Quote the entries that follow exactly, leaving none out.

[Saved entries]

___

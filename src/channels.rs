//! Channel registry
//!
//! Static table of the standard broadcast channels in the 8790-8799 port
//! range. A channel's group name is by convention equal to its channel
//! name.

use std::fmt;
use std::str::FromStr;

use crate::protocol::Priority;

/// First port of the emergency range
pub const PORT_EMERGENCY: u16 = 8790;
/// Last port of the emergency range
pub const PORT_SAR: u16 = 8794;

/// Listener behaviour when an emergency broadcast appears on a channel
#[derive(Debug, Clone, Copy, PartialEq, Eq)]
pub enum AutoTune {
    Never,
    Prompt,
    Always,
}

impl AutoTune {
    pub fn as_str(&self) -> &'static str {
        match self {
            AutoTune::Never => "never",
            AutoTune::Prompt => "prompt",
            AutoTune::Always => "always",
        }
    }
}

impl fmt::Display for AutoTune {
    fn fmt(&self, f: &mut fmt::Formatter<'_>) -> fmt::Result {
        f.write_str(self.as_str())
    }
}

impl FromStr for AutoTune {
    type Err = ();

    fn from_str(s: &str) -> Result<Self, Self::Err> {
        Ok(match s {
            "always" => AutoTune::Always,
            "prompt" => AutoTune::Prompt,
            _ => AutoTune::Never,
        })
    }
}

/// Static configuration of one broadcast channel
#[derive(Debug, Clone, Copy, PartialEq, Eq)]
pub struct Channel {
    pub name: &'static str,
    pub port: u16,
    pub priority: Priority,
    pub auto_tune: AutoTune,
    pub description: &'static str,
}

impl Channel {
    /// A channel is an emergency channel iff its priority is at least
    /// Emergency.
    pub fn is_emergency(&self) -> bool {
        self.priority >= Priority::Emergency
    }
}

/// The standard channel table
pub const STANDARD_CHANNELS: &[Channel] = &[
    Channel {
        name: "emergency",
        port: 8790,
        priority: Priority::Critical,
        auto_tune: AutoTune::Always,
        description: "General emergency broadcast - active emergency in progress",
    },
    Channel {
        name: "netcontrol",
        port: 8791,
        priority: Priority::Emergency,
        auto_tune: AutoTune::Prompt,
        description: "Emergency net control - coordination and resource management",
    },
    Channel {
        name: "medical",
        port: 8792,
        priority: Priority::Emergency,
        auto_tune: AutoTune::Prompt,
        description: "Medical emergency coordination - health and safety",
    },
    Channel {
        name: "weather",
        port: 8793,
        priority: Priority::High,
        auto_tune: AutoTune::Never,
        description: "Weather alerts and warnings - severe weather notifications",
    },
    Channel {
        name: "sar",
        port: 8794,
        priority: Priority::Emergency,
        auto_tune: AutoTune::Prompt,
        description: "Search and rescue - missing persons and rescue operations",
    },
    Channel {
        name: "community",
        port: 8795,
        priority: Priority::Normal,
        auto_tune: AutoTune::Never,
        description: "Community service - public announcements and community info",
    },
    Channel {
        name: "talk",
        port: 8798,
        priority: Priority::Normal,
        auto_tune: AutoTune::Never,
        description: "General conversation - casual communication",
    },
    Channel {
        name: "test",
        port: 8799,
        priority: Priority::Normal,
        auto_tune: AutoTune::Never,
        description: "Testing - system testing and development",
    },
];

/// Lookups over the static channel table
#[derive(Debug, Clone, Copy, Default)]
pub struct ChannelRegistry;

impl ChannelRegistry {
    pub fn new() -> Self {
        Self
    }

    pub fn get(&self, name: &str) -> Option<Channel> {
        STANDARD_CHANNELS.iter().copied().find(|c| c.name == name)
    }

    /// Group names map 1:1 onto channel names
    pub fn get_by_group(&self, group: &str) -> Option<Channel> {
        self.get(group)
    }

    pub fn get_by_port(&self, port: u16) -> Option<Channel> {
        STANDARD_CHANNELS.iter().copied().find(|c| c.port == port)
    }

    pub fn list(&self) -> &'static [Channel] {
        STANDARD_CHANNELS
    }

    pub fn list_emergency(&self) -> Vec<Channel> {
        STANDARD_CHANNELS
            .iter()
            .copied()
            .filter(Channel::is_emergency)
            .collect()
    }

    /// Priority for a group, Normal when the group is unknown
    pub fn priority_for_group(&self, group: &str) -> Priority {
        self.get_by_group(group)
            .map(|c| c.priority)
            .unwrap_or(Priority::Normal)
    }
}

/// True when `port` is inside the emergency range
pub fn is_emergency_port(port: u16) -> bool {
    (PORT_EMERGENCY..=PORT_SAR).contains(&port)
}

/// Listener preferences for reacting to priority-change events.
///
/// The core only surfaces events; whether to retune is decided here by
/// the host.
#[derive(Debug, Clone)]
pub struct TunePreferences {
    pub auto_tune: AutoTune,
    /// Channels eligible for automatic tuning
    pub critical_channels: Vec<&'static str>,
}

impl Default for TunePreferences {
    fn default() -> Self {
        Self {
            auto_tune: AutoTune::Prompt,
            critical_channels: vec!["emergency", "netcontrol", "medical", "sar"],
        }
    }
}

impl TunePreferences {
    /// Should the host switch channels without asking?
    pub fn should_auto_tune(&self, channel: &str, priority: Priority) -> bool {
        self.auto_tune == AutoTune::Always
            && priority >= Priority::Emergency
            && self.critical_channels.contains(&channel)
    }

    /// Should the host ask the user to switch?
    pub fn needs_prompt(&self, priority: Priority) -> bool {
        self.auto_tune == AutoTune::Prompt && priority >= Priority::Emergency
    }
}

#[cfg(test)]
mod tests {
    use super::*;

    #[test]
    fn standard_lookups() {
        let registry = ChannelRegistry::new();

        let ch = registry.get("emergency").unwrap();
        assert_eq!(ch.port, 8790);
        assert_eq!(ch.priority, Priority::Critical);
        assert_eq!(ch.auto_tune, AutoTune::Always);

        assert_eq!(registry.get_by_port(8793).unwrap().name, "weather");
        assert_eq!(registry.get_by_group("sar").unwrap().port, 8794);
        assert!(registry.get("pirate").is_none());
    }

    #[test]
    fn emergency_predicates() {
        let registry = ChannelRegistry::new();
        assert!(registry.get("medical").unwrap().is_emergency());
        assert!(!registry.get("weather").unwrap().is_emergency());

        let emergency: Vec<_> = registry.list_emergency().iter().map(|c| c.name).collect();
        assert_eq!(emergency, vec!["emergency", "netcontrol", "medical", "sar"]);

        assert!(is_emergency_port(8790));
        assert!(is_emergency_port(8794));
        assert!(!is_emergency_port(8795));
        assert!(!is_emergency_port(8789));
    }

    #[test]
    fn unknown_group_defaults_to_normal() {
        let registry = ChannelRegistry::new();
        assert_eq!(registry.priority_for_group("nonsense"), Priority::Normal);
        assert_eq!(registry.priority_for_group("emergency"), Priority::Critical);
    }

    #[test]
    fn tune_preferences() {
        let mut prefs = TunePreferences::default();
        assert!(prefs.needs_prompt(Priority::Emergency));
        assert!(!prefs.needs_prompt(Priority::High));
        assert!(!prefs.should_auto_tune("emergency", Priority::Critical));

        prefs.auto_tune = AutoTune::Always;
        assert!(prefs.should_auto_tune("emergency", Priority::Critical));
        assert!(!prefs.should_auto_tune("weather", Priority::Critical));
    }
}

___

_Task answer_:
filename src/channels.rs
//! Channel registry
//!
//! Static table of the standard broadcast channels in the 8790-8799 port
//! range. A channel's group name is by convention equal to its channel
//! name.

use std::fmt;
use std::str::FromStr;

use crate::protocol::Priority;

/// First port of the emergency range
pub const PORT_EMERGENCY: u16 = 8790;
/// Last port of the emergency range
pub const PORT_SAR: u16 = 8794;

/// Listener behaviour when an emergency broadcast appears on a channel
#[derive(Debug, Clone, Copy, PartialEq, Eq)]
pub enum AutoTune {
    Never,
    Prompt,
    Always,
}

impl AutoTune {
    pub fn as_str(&self) -> &'static str {
        match self {
            AutoTune::Never => "never",
            AutoTune::Prompt => "prompt",
            AutoTune::Always => "always",
        }
    }
}

impl fmt::Display for AutoTune {
    fn fmt(&self, f: &mut fmt::Formatter<'_>) -> fmt::Result {
        f.write_str(self.as_str())
    }
}

impl FromStr for AutoTune {
    type Err = ();

    fn from_str(s: &str) -> Result<Self, Self::Err> {
        Ok(match s {
            "always" => AutoTune::Always,
            "prompt" => AutoTune::Prompt,
            _ => AutoTune::Never,
        })
    }
}

/// Static configuration of one broadcast channel
#[derive(Debug, Clone, Copy, PartialEq, Eq)]
pub struct Channel {
    pub name: &'static str,
    pub port: u16,
    pub priority: Priority,
    pub auto_tune: AutoTune,
    pub description: &'static str,
}

impl Channel {
    /// A channel is an emergency channel iff its priority is at least
    /// Emergency.
    pub fn is_emergency(&self) -> bool {
        self.priority >= Priority::Emergency
    }
}

/// The standard channel table
pub const STANDARD_CHANNELS: &[Channel] = &[
    Channel {
        name: "emergency",
        port: 8790,
        priority: Priority::Critical,
        auto_tune: AutoTune::Always,
        description: "General emergency broadcast - active emergency in progress",
    },
    Channel {
        name: "netcontrol",
        port: 8791,
        priority: Priority::Emergency,
        auto_tune: AutoTune::Prompt,
        description: "Emergency net control - coordination and resource management",
    },
    Channel {
        name: "medical",
        port: 8792,
        priority: Priority::Emergency,
        auto_tune: AutoTune::Prompt,
        description: "Medical emergency coordination - health and safety",
    },
    Channel {
        name: "weather",
        port: 8793,
        priority: Priority::High,
        auto_tune: AutoTune::Never,
        description: "Weather alerts and warnings - severe weather notifications",
    },
    Channel {
        name: "sar",
        port: 8794,
        priority: Priority::Emergency,
        auto_tune: AutoTune::Prompt,
        description: "Search and rescue - missing persons and rescue operations",
    },
    Channel {
        name: "community",
        port: 8795,
        priority: Priority::Normal,
        auto_tune: AutoTune::Never,
        description: "Community service - public announcements and community info",
    },
    Channel {
        name: "talk",
        port: 8798,
        priority: Priority::Normal,
        auto_tune: AutoTune::Never,
        description: "General conversation - casual communication",
    },
    Channel {
        name: "test",
        port: 8799,
        priority: Priority::Normal,
        auto_tune: AutoTune::Never,
        description: "Testing - system testing and development",
    },
];

/// Lookups over the static channel table
#[derive(Debug, Clone, Copy, Default)]
pub struct ChannelRegistry;

impl ChannelRegistry {
    pub fn new() -> Self {
        Self
    }

    pub fn get(&self, name: &str) -> Option<Channel> {
        STANDARD_CHANNELS.iter().copied().find(|c| c.name == name)
    }

    /// Group names map 1:1 onto channel names
    pub fn get_by_group(&self, group: &str) -> Option<Channel> {
        self.get(group)
    }

    pub fn get_by_port(&self, port: u16) -> Option<Channel> {
        STANDARD_CHANNELS.iter().copied().find(|c| c.port == port)
    }

    pub fn list(&self) -> &'static [Channel] {
        STANDARD_CHANNELS
    }

    pub fn list_emergency(&self) -> Vec<Channel> {
        STANDARD_CHANNELS
            .iter()
            .copied()
            .filter(Channel::is_emergency)
            .collect()
    }

    /// Priority for a group, Normal when the group is unknown
    pub fn priority_for_group(&self, group: &str) -> Priority {
        self.get_by_group(group)
            .map(|c| c.priority)
            .unwrap_or(Priority::Normal)
    }
}

/// True when `port` is inside the emergency range
pub fn is_emergency_port(port: u16) -> bool {
    (PORT_EMERGENCY..=PORT_SAR).contains(&port)
}

/// Listener preferences for reacting to priority-change events.
///
/// The core only surfaces events; whether to retune is decided here by
/// the host.
#[derive(Debug, Clone)]
pub struct TunePreferences {
    pub auto_tune: AutoTune,
    /// Channels eligible for automatic tuning
    pub critical_channels: Vec<&'static str>,
}

impl Default for TunePreferences {
    fn default() -> Self {
        Self {
            auto_tune: AutoTune::Prompt,
            critical_channels: vec!["emergency", "netcontrol", "medical", "sar"],
        }
    }
}

impl TunePreferences {
    /// Should the host switch channels without asking?
    pub fn should_auto_tune(&self, channel: &str, priority: Priority) -> bool {
        self.auto_tune == AutoTune::Always
            && priority >= Priority::Emergency
            && self.critical_channels.contains(&channel)
    }

    /// Should the host ask the user to switch?
    pub fn needs_prompt(&self, priority: Priority) -> bool {
        self.auto_tune == AutoTune::Prompt && priority >= Priority::Emergency
    }
}

#[cfg(test)]
mod tests {
    use super::*;

    #[test]
    fn standard_lookups() {
        let registry = ChannelRegistry::new();

        let ch = registry.get("emergency").unwrap();
        assert_eq!(ch.port, 8790);
        assert_eq!(ch.priority, Priority::Critical);
        assert_eq!(ch.auto_tune, AutoTune::Always);

        assert_eq!(registry.get_by_port(8793).unwrap().name, "weather");
        assert_eq!(registry.get_by_group("sar").unwrap().port, 8794);
        assert!(registry.get("pirate").is_none());
    }

    #[test]
    fn emergency_predicates() {
        let registry = ChannelRegistry::new();
        assert!(registry.get("medical").unwrap().is_emergency());
        assert!(!registry.get("weather").unwrap().is_emergency());

        let emergency: Vec<_> = registry.list_emergency().iter().map(|c| c.name).collect();
        assert_eq!(emergency, vec!["emergency", "netcontrol", "medical", "sar"]);

        assert!(is_emergency_port(8790));
        assert!(is_emergency_port(8794));
        assert!(!is_emergency_port(8795));
        assert!(!is_emergency_port(8789));
    }

    #[test]
    fn unknown_group_defaults_to_normal() {
        let registry = ChannelRegistry::new();
        assert_eq!(registry.priority_for_group("nonsense"), Priority::Normal);
        assert_eq!(registry.priority_for_group("emergency"), Priority::Critical);
    }

    #[test]
    fn tune_preferences() {
        let mut prefs = TunePreferences::default();
        assert!(prefs.needs_prompt(Priority::Emergency));
        assert!(!prefs.needs_prompt(Priority::High));
        assert!(!prefs.should_auto_tune("emergency", Priority::Critical));

        prefs.auto_tune = AutoTune::Always;
        assert!(prefs.should_auto_tune("emergency", Priority::Critical));
        assert!(!prefs.should_auto_tune("weather", Priority::Critical));
    }
}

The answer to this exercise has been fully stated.